About me

Welcome to my portfolio! I'm Julian, a Polish-American with a multidisciplinary academic and professional background. I hold a data science MSc from Tilburg University (pending graduation), an MSc in psychology, a bachelor's in biology, and a minor in mathematics.

I specialize in deep learning, machine learning, Bayesian modeling, and spatiotemporal analysis, working primarily in Python and R. I have additional experience in SQL and visualization tools like Tableau and Power BI. I also hold a Microsoft Azure Fundamentals (AZ-900) certification.

My professional experience is diverse — ranging from managing program operations and conducting exposure therapy at the McLean Hospital OCD Institute to building a candidate database at Big Other Productions. Through these roles, I’ve strengthened the communication, organizational, and administrative skills necessary to bridge the gap between technical analysis and effective decision-making.

In this portfolio you'll find projects that reflect both the breadth and depth of my experience working with complex, real-world data.

Master's Thesis

Evaluating the Utility of Synthetic T1c Brain MRI Scans Generated by GAN and Diffusion Models

My MSc Data Science & Society thesis at Tilburg University investigated whether state-of-the-art generative models can synthesize high-fidelity T1-weighted post-contrast (T1c) brain MRI scans as substitutes for missing scans in downstream glioma segmentation tasks — a clinically significant problem given how frequently T1c scans are absent from datasets due to cost and contraindications.

Four generative models were evaluated: Pix2pixRAD and SynDiff (conditional models), StyleGAN2-ADA (unconditional GAN), and a custom diffusion model, with segmentation performed using nnU-Net. Synthetic T1c from the two conditional models improved segmentation over missing T1c baselines, though enhancing tumor regions remained the most challenging to synthesize across all models. Training was conducted on NVIDIA A40 GPUs via Tilburg University's GPU4EDU program.

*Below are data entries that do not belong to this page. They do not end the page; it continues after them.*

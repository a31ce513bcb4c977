//! Answer Synthesizer - turns retrieved context into an answer
//!
//! Two strategies sit behind [`AnswerStrategy`]:
//! - Generative: a hosted chat model answers from a QA prompt built over the
//!   retrieved chunks (OpenAI chat completions or Anthropic messages)
//! - Heuristic: per-patient fields are parsed out of the context and a
//!   templated answer is picked by question intent
//!
//! [`AnswerSynthesizer::from_config`] picks the strategy once, at
//! construction, from [`LlmConfig::backend_kind`].

use super::query_parser::{detect_intent, QueryIntent};
use super::record_parser::{parse_patients, ParsedPatient};
use crate::config::LlmConfig;
use crate::errors::{AppError, Result};
use crate::index::RetrievedContext;
use async_trait::async_trait;
use serde::{Deserialize, Serialize};

/// Answer returned by the generative path when nothing was retrieved
pub const EMPTY_RESPONSE: &str = "Empty Response";

/// Patients listed in a general summary
const SUMMARY_LIMIT: usize = 3;

/// Characters of transcript shown per summary line
const TRANSCRIPT_PREVIEW_CHARS: usize = 100;

/// Which synthesis strategy answers questions
#[derive(Debug, Clone, Copy, Serialize, Deserialize, PartialEq, Eq)]
#[serde(rename_all = "lowercase")]
pub enum BackendKind {
    Generative,
    Heuristic,
}

impl BackendKind {
    pub fn as_str(&self) -> &'static str {
        match self {
            BackendKind::Generative => "generative",
            BackendKind::Heuristic => "heuristic",
        }
    }
}

/// A way of answering a question from retrieved context
#[async_trait]
pub trait AnswerStrategy: Send + Sync {
    async fn answer(&self, context: &RetrievedContext, question: &str) -> Result<String>;

    fn kind(&self) -> BackendKind;
}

Airbnb Revenue Prediction with XGBoost

A machine learning pipeline predicting Airbnb revenue using XGBoost. The pipeline includes preprocessing of numerical and categorical features (e.g., imputation and one-hot encoding), regression modeling, feature importance analysis, and learning curve visualization. An alternative pipeline using HistGradientBoostingRegressor is also provided for comparison.


Bayesian Multilevel Analysis of Cardiovascular Disease Mortality

A bayesian multilevel analysis of cardiovascular disease mortality among European women aged 65-69 implemented in R with the brms library. The pipeline covers preprocessing, Beta regression modeling with hierarchical structures for region and country, posterior predictive checks, k-fold cross-validation, and sensitivity analyses for prior specifications to ensure model robustbess.


Forecasting Emergency Room Visits Using Time Series Analysis

A time series forecasting project of emergency room visits at an Iowa hospital (Jan 2014–Aug 2017). The analyses include time series decomposition (STL), autocorrelation (ACF/PACF), ARIMA, exponential smoothing, and machine learning approaches such as KNN and XGBoost.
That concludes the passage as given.